We were trotting along when suddenly one of our group would notice a piece first, an art object that others had passed. For example, there would be a small sheaf of dried grass tied and handing horizontally about seven feet off the trail, but still obvious to the alert eye. In another spot, an eye-level work strung a series of shells from a tree limb.

In yet another spot, a white birch sported a lavender marker frame of a moth. The insect had similar tones and colors to the bark. It stood out only by the contrast of the frame. A careful look behind revealed that black electrician’s tape held it to the tree.Moth on bark

At the head of one trail, two artists (like Lone Ranger, they were gone when I turned to asked their names) worked on Cricket. This one struck the fancy of the teens, boys and girls, in the group.

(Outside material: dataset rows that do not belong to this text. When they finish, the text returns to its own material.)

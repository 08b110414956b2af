// SPDX-License-Identifier: MPL-2.0
//! Core task data structures.
//!
//! A [`Task`] is one display request and its lifecycle. It exclusively owns
//! its [`OverlayView`]; the view only refers back to it by [`TaskId`].

use crate::environment::Surface;
use crate::view::{OverlayView, Position};
use std::fmt;
use std::time::Duration;

/// Unique identifier for a task. Equality is identity, never content.
#[derive(Debug, Clone, Copy, PartialEq, Eq, Hash)]
pub struct TaskId(u64);

impl TaskId {
    /// Creates a new unique task ID.
    pub fn new() -> Self {
        use std::sync::atomic::{AtomicU64, Ordering};
        static COUNTER: AtomicU64 = AtomicU64::new(0);
        Self(COUNTER.fetch_add(1, Ordering::Relaxed))
    }
}

impl Default for TaskId {
    fn default() -> Self {
        Self::new()
    }
}

/// How a new request interacts with the task currently displayed.
#[derive(Debug, Clone, Copy, PartialEq, Eq, Default)]
pub enum Priority {
    /// Dropped if anything is displayed or waiting.
    Low,
    /// Stacked above the current task.
    Overlay,
    /// Replaces the current task in place when it occupies the same position.
    #[default]
    Replace,
    /// Hides the current task and takes its place immediately.
    High,
    /// Waits in the queue until everything before it has been hidden.
    Sequence,
}

/// Kind of a status toast. Selects the icon and haptic pattern.
#[derive(Debug, Clone, Copy, PartialEq, Eq, Default)]
pub enum Status {
    #[default]
    None,
    Warning,
    Error,
    Success,
}

/// A zero-argument lifecycle callback.
pub type Callback = Box<dyn FnMut() + Send + 'static>;

pub(crate) fn fire(callback: &mut Option<Callback>) {
    if let Some(callback) = callback.as_mut() {
        callback();
    }
}

/// Lifecycle callbacks of a task.
#[derive(Default)]
pub struct Callbacks {
    pub will_show: Option<Callback>,
    pub did_show: Option<Callback>,
    pub will_hide: Option<Callback>,
    pub did_hide: Option<Callback>,
}

impl Callbacks {
    /// Moves every callback set in `other` into `self`.
    pub fn merge(&mut self, other: Callbacks) {
        let Callbacks {
            will_show,
            did_show,
            will_hide,
            did_hide,
        } = other;
        if will_show.is_some() {
            self.will_show = will_show;
        }
        if did_show.is_some() {
            self.did_show = did_show;
        }
        if will_hide.is_some() {
            self.will_hide = will_hide;
        }
        if did_hide.is_some() {
            self.did_hide = did_hide;
        }
    }
}

impl fmt::Debug for Callbacks {
    fn fmt(&self, f: &mut fmt::Formatter<'_>) -> fmt::Result {
        f.debug_struct("Callbacks")
            .field("will_show", &self.will_show.is_some())
            .field("did_show", &self.did_show.is_some())
            .field("will_hide", &self.will_hide.is_some())
            .field("did_hide", &self.did_hide.is_some())
            .finish()
    }
}

/// One HUD display request and its lifecycle state.
pub struct Task {
    pub(crate) id: TaskId,
    pub(crate) priority: Priority,
    pub(crate) duration: Duration,
    pub(crate) status: Status,
    pub(crate) position: Position,
    pub(crate) surface: Surface,
    pub(crate) background_interactive: bool,
    pub(crate) view: OverlayView,
    pub(crate) callbacks: Callbacks,
    pub(crate) close_action: Option<Callback>,
    pub(crate) cancel_action: Option<Callback>,
}

impl Task {
    #[must_use]
    pub fn id(&self) -> TaskId {
        self.id
    }

    #[must_use]
    pub fn priority(&self) -> Priority {
        self.priority
    }

    /// Auto-hide delay; zero means the task stays until hidden.
    #[must_use]
    pub fn duration(&self) -> Duration {
        self.duration
    }

    #[must_use]
    pub fn status(&self) -> Status {
        self.status
    }

    #[must_use]
    pub fn position(&self) -> Position {
        self.position
    }

    #[must_use]
    pub fn surface(&self) -> Surface {
        self.surface
    }

    /// Whether clicks pass through the backdrop while this task is shown.
    #[must_use]
    pub fn background_interactive(&self) -> bool {
        self.background_interactive
    }

    #[must_use]
    pub fn view(&self) -> &OverlayView {
        &self.view
    }
}

impl PartialEq for Task {
    fn eq(&self, other: &Self) -> bool {
        self.id == other.id
    }
}

impl Eq for Task {}

impl fmt::Debug for Task {
    fn fmt(&self, f: &mut fmt::Formatter<'_>) -> fmt::Result {
        f.debug_struct("Task")
            .field("id", &self.id)
            .field("priority", &self.priority)
            .field("status", &self.status)
            .field("position", &self.position)
            .field("duration", &self.duration)
            .field("phase", &self.view.phase())
            .finish_non_exhaustive()
    }
}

Found cricket Its upper portion had a head of a horseshoe crab shell. The body was of densely attached twigs, grasses, bark and other natural cast-offs found on the ground and around. A part of the joke seemed to be that like a cricket, everything was from the ground. Nearly all its components were like molted shell as well, leavings of the larger beings.

Much was made in the posters and websites of the featured products, including one that did not thrill. Kristjan Varnik‘s Giant Sand Bass was the instument, not the fish or singer. As the lit would have it, “An interactive instrument that transforms the natural resources of Bumpkin island into a huge musical instrument over eight feet tall providing the opportunity for multiple people to play it at once. ”

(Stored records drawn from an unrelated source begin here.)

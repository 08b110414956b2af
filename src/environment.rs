// SPDX-License-Identifier: MPL-2.0
//! Host collaborators queried by the HUD.
//!
//! The HUD never owns windows. It asks an [`Environment`] for the surface to
//! attach to and for the safe-area metrics that shape bar masks, and it asks
//! a [`Haptics`] implementation to play feedback when a status toast appears.

use crate::config::FALLBACK_STATUS_BAR_HEIGHT;
use crate::error::{Error, Result};
use crate::hud::Status;
use iced::Size;

/// Identifier of an anchor surface (usually a window).
#[derive(Debug, Clone, Copy, PartialEq, Eq, Hash)]
pub struct SurfaceId(pub u64);

/// An area overlays are attached to.
#[derive(Debug, Clone, Copy, PartialEq)]
pub struct Surface {
    pub id: SurfaceId,
    pub size: Size,
}

impl Surface {
    #[must_use]
    pub fn new(id: SurfaceId, size: Size) -> Self {
        Self { id, size }
    }
}

/// A window as listed by the host, in the host's order.
#[derive(Debug, Clone, Copy, PartialEq)]
pub struct Window {
    pub surface: Surface,
    pub is_key: bool,
}

/// Safe-area insets of a surface.
#[derive(Debug, Clone, Copy, PartialEq, Default)]
pub struct Insets {
    pub top: f32,
    pub left: f32,
    pub bottom: f32,
    pub right: f32,
}

#[derive(Debug, Clone, Copy, PartialEq, Eq, Default)]
pub enum Orientation {
    #[default]
    Portrait,
    Landscape,
}

/// Read-only host queries used for anchoring and geometry.
pub trait Environment {
    /// All windows, in the order the host lists them.
    fn windows(&self) -> Vec<Window>;

    /// The window the host currently treats as key, if it tracks one separately.
    fn key_window(&self) -> Option<Surface> {
        None
    }

    /// The application's main window, used as the last resort.
    fn delegate_window(&self) -> Option<Surface> {
        None
    }

    fn safe_area(&self, surface: &Surface) -> Insets;

    /// Height of the status bar as reported by the platform, when known.
    fn status_bar_frame_height(&self) -> Option<f32> {
        None
    }

    fn orientation(&self) -> Orientation {
        Orientation::Portrait
    }

    /// Called when the host window is resized.
    fn resize(&mut self, _size: Size) {}
}

/// Finds the surface an overlay should attach to.
///
/// An explicit surface is only honoured for centered overlays; edge and bar
/// positions always anchor to the key window.
pub fn resolve_anchor(
    environment: &dyn Environment,
    explicit: Option<Surface>,
    centered: bool,
) -> Result<Surface> {
    if centered {
        if let Some(surface) = explicit {
            return Ok(surface);
        }
    }
    key_surface(environment).ok_or(Error::NoAnchor)
}

/// The key surface, walking the host's fallbacks in order.
pub fn key_surface(environment: &dyn Environment) -> Option<Surface> {
    if let Some(first) = environment.windows().first() {
        if first.is_key {
            return Some(first.surface);
        }
    }
    if let Some(surface) = environment.key_window() {
        return Some(surface);
    }
    let surface = environment.delegate_window();
    if surface.is_none() {
        tracing::warn!("no key window available for HUD");
    }
    surface
}

/// Safe-area metrics the geometry engine needs for one surface.
#[derive(Debug, Clone, Copy, PartialEq, Default)]
pub struct Metrics {
    pub status_bar_height: f32,
    pub bottom_inset: f32,
}

impl Metrics {
    #[must_use]
    pub fn query(environment: &dyn Environment, surface: &Surface) -> Self {
        Self {
            status_bar_height: status_bar_height(environment, surface),
            bottom_inset: bottom_inset(environment, surface),
        }
    }
}

/// Status bar height, zero in landscape, never zero in portrait.
pub fn status_bar_height(environment: &dyn Environment, surface: &Surface) -> f32 {
    if environment.orientation() == Orientation::Landscape {
        return 0.0;
    }
    let mut height = environment.safe_area(surface).top;
    if height <= 0.0 {
        height = environment
            .status_bar_frame_height()
            .unwrap_or(FALLBACK_STATUS_BAR_HEIGHT);
    }
    if height <= 0.0 {
        height = FALLBACK_STATUS_BAR_HEIGHT;
    }
    height
}

/// Bottom safe-area inset, zero in landscape.
pub fn bottom_inset(environment: &dyn Environment, surface: &Surface) -> f32 {
    if environment.orientation() == Orientation::Landscape {
        return 0.0;
    }
    environment.safe_area(surface).bottom.max(0.0)
}

/// Single-window environment, suitable for an iced application window.
#[derive(Debug, Clone)]
pub struct StaticEnvironment {
    surface: Surface,
    insets: Insets,
    orientation: Orientation,
    status_bar: Option<f32>,
}

impl StaticEnvironment {
    pub const MAIN: SurfaceId = SurfaceId(0);

    #[must_use]
    pub fn new(size: Size) -> Self {
        Self {
            surface: Surface::new(Self::MAIN, size),
            insets: Insets::default(),
            orientation: Orientation::Portrait,
            status_bar: None,
        }
    }

    #[must_use]
    pub fn with_insets(mut self, insets: Insets) -> Self {
        self.insets = insets;
        self
    }

    #[must_use]
    pub fn with_orientation(mut self, orientation: Orientation) -> Self {
        self.orientation = orientation;
        self
    }

    #[must_use]
    pub fn with_status_bar_height(mut self, height: f32) -> Self {
        self.status_bar = Some(height);
        self
    }

    #[must_use]
    pub fn surface(&self) -> Surface {
        self.surface
    }
}

impl Environment for StaticEnvironment {
    fn windows(&self) -> Vec<Window> {
        vec![Window {
            surface: self.surface,
            is_key: true,
        }]
    }

    fn safe_area(&self, _surface: &Surface) -> Insets {
        self.insets
    }

    fn status_bar_frame_height(&self) -> Option<f32> {
        self.status_bar
    }

    fn orientation(&self) -> Orientation {
        self.orientation
    }

    fn resize(&mut self, size: Size) {
        self.surface.size = size;
    }
}

/// Notification feedback patterns.
#[derive(Debug, Clone, Copy, PartialEq, Eq)]
pub enum Feedback {
    Warning,
    Error,
    Success,
}

impl Feedback {
    /// The pattern played for a status, `None` for plain toasts.
    #[must_use]
    pub fn for_status(status: Status) -> Option<Self> {
        match status {
            Status::None => None,
            Status::Warning => Some(Feedback::Warning),
            Status::Error => Some(Feedback::Error),
            Status::Success => Some(Feedback::Success),
        }
    }
}

/// Plays haptic feedback on the device.
pub trait Haptics {
    fn notification_occurred(&self, feedback: Feedback);
}

/// Haptics for hosts without a haptic engine.
#[derive(Debug, Clone, Copy, Default)]
pub struct NoHaptics;

impl Haptics for NoHaptics {
    fn notification_occurred(&self, _feedback: Feedback) {}
}

#[cfg(test)]
mod tests {
    use super::*;

    struct Headless {
        windows: Vec<Window>,
        key: Option<Surface>,
        delegate: Option<Surface>,
    }

    impl Environment for Headless {
        fn windows(&self) -> Vec<Window> {
            self.windows.clone()
        }

        fn key_window(&self) -> Option<Surface> {
            self.key
        }

        fn delegate_window(&self) -> Option<Surface> {
            self.delegate
        }

        fn safe_area(&self, _surface: &Surface) -> Insets {
            Insets::default()
        }
    }

    fn surface(id: u64) -> Surface {
        Surface::new(SurfaceId(id), Size::new(390.0, 844.0))
    }

    #[test]
    fn explicit_surface_only_used_when_centered() {
        let env = StaticEnvironment::new(Size::new(390.0, 844.0));
        let explicit = surface(7);

        assert_eq!(resolve_anchor(&env, Some(explicit), true), Ok(explicit));
        assert_eq!(
            resolve_anchor(&env, Some(explicit), false),
            Ok(env.surface())
        );
    }

    #[test]
    fn anchor_falls_back_through_key_and_delegate_windows() {
        let mut env = Headless {
            windows: vec![Window {
                surface: surface(1),
                is_key: false,
            }],
            key: Some(surface(2)),
            delegate: Some(surface(3)),
        };
        assert_eq!(key_surface(&env), Some(surface(2)));

        env.key = None;
        assert_eq!(key_surface(&env), Some(surface(3)));

        env.delegate = None;
        assert_eq!(resolve_anchor(&env, None, true), Err(Error::NoAnchor));
    }

    #[test]
    fn status_bar_height_falls_back_to_constant() {
        let env = StaticEnvironment::new(Size::new(390.0, 844.0));
        let s = env.surface();
        assert_eq!(status_bar_height(&env, &s), FALLBACK_STATUS_BAR_HEIGHT);

        let env = env.with_status_bar_height(0.0);
        assert_eq!(status_bar_height(&env, &s), FALLBACK_STATUS_BAR_HEIGHT);
    }

    #[test]
    fn status_bar_height_prefers_safe_area() {
        let env = StaticEnvironment::new(Size::new(390.0, 844.0)).with_insets(Insets {
            top: 47.0,
            bottom: 34.0,
            ..Insets::default()
        });
        let metrics = Metrics::query(&env, &env.surface());
        assert_eq!(metrics.status_bar_height, 47.0);
        assert_eq!(metrics.bottom_inset, 34.0);
    }

    #[test]
    fn landscape_has_no_insets() {
        let env = StaticEnvironment::new(Size::new(844.0, 390.0))
            .with_insets(Insets {
                top: 47.0,
                bottom: 34.0,
                ..Insets::default()
            })
            .with_orientation(Orientation::Landscape);
        let metrics = Metrics::query(&env, &env.surface());
        assert_eq!(metrics, Metrics::default());
    }

    #[test]
    fn feedback_follows_status() {
        assert_eq!(Feedback::for_status(Status::None), None);
        assert_eq!(
            Feedback::for_status(Status::Success),
            Some(Feedback::Success)
        );
        assert_eq!(Feedback::for_status(Status::Error), Some(Feedback::Error));
    }
}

That reads impressively. We saved that for the last. One of us plays the upright bass and perhaps we had our hopes up a bit high for that as a capstone. Giant Bass

It was as advertised, sort of. Wires traced a bifurcated tree trunk up over six feet. They attached to a small box at the bottom with holes. Two or more plunkers could play it simultaneously. Yet jaded Bostonians and Nutmeg types that we are, we longed for musicality. After three days of camping, creating and being one with nature, they had failed to give it anything like the lusty growl that characterizes a double bass. You could produce an infinite number of whiny twangs, but not a single resounding strum.

I fear the failure was in the audience. We failed to apprciate the bass.

Amusingly, the schedules for the ferries seemed to discourage gallery browsing. On Sunday, the 10:30 shuttle from Georges simply didn’t dock or run. Those waiting got artsy orange exes on the backs of our hands. That meant that we had dibs on the 12:30 ferry, which took about 40 folk, which in turn meant the 12:30 people got their orange circles and bumped the next set of encampment-viewing hopefuls. Once there, you could wander for an hour and a half or three and one half hours. The last shuttle returned at 3:45. That lead to a lot of quick paced viewing.

Fortunately, this was not an MFA special where you were like ground meat forced into a sausage casing shuffling behind others with their audio tours telling them what to perceive. On Bumpkin, you were on your own, with occasional interactions with the artists. There was no subway outside or café inside, but you could touch and examine the art in depth and at leisure with no rent-a-guard looming.

Many of the artists are known for their other public works, like the cows in Somerville. I for one hope that the Harbor Island folk leave the work, perhaps checking on it and doing what has to be done in the spring. That would provide the flavor of art in the everyday so often lacking here and evident in places such as Santa Fe.

Here, you would do well to walk the grounds of the Forest Hills Cemetery to see how this works. There, the sculpture path provides the visual surprises all year. Of course, those works were meant for outdoor permanence and not made in a transient rush as the encampment. Combining such efforts in public spaces would not be a bad idea.